• _EXERCISE INSTRUCTIONS_
In the listing below, a line holding "post callbacks to." and a line holding "let epay = match" mark the range. Retype both exactly, with all lines between them.

• _DATA SECTION_
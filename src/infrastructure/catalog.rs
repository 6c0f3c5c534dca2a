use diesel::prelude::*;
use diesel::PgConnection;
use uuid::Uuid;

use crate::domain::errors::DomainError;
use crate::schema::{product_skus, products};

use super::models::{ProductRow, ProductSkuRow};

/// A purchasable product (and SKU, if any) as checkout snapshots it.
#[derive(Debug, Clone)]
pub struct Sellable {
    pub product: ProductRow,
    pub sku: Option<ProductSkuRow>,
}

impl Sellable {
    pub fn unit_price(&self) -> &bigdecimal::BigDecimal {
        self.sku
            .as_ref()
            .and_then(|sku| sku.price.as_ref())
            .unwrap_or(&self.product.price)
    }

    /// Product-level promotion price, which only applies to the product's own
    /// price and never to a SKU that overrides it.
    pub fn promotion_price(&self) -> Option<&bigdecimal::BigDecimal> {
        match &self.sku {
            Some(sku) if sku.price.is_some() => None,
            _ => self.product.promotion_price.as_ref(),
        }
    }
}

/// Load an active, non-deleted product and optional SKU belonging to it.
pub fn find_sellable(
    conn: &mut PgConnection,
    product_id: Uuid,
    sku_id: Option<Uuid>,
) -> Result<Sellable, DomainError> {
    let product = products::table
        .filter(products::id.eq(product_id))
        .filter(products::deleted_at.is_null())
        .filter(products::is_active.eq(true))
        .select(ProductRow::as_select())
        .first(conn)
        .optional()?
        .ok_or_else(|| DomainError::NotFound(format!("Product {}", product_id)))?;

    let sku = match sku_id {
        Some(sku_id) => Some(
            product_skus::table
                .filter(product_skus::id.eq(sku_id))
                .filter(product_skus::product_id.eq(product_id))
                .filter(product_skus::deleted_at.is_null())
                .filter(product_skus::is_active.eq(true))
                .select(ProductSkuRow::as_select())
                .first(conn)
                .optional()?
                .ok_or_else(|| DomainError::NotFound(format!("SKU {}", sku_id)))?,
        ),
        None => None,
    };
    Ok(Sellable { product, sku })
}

==

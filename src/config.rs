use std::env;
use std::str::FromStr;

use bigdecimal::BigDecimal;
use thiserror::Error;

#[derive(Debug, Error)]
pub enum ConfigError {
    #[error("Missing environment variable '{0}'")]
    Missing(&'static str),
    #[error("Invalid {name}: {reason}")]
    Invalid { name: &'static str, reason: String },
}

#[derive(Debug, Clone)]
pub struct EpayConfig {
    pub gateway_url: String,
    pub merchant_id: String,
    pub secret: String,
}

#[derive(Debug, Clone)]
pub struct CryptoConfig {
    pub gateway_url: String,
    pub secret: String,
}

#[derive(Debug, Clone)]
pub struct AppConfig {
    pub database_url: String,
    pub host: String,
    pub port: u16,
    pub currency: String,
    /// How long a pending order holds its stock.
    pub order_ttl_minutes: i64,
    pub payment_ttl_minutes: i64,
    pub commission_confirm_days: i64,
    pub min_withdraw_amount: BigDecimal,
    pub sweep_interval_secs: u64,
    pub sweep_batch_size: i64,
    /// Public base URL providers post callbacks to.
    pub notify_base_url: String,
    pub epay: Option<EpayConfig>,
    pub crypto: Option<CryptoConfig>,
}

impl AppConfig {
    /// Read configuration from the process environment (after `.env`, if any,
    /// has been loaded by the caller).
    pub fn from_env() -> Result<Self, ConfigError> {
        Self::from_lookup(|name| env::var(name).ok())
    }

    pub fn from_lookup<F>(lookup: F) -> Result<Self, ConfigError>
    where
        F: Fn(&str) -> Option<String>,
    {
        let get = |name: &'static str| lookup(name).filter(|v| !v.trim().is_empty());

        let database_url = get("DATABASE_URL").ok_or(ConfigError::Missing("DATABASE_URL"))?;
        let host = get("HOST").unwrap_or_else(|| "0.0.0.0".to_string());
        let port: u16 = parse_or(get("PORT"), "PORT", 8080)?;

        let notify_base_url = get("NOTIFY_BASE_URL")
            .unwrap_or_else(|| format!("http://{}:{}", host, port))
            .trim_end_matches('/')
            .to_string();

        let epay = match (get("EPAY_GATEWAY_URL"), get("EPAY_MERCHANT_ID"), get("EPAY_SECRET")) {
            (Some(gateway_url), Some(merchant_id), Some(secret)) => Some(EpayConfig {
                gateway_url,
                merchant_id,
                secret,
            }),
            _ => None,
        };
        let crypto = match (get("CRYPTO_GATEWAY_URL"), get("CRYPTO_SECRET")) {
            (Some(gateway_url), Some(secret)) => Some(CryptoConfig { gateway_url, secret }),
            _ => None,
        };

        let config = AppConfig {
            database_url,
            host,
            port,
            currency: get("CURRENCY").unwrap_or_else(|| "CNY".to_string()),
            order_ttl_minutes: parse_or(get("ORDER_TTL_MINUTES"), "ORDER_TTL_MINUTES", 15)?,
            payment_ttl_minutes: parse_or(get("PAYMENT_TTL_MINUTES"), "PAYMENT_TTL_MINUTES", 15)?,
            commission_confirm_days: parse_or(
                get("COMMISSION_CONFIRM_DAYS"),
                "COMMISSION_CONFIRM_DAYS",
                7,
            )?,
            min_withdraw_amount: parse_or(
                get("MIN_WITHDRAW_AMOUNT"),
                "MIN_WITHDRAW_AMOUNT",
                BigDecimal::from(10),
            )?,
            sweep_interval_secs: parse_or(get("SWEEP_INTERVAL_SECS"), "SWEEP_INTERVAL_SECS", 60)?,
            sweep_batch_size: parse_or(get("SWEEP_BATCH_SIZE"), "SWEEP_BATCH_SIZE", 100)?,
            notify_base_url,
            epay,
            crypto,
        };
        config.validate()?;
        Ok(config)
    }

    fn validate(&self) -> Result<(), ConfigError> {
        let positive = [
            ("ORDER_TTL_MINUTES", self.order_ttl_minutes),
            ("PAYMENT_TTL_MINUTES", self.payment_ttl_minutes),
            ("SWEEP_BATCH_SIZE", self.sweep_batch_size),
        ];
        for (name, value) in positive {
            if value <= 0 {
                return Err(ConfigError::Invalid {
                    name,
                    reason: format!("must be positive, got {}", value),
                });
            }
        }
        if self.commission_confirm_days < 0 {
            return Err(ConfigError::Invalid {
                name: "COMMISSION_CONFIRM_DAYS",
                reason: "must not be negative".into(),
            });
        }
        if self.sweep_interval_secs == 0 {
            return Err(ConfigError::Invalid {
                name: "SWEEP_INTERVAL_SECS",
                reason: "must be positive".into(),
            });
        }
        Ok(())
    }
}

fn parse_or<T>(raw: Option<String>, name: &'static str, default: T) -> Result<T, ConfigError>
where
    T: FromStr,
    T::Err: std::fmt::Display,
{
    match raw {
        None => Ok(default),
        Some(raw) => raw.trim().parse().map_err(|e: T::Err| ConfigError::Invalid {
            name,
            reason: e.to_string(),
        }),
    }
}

• _FINAL ANSWER_
    /// Public base URL providers post callbacks to.
    pub notify_base_url: String,
    pub epay: Option<EpayConfig>,
    pub crypto: Option<CryptoConfig>,
}

impl AppConfig {
    /// Read configuration from the process environment (after `.env`, if any,
    /// has been loaded by the caller).
    pub fn from_env() -> Result<Self, ConfigError> {
        Self::from_lookup(|name| env::var(name).ok())
    }

    pub fn from_lookup<F>(lookup: F) -> Result<Self, ConfigError>
    where
        F: Fn(&str) -> Option<String>,
    {
        let get = |name: &'static str| lookup(name).filter(|v| !v.trim().is_empty());

        let database_url = get("DATABASE_URL").ok_or(ConfigError::Missing("DATABASE_URL"))?;
        let host = get("HOST").unwrap_or_else(|| "0.0.0.0".to_string());
        let port: u16 = parse_or(get("PORT"), "PORT", 8080)?;

        let notify_base_url = get("NOTIFY_BASE_URL")
            .unwrap_or_else(|| format!("http://{}:{}", host, port))
            .trim_end_matches('/')
            .to_string();

        let epay = match (get("EPAY_GATEWAY_URL"), get("EPAY_MERCHANT_ID"), get("EPAY_SECRET")) {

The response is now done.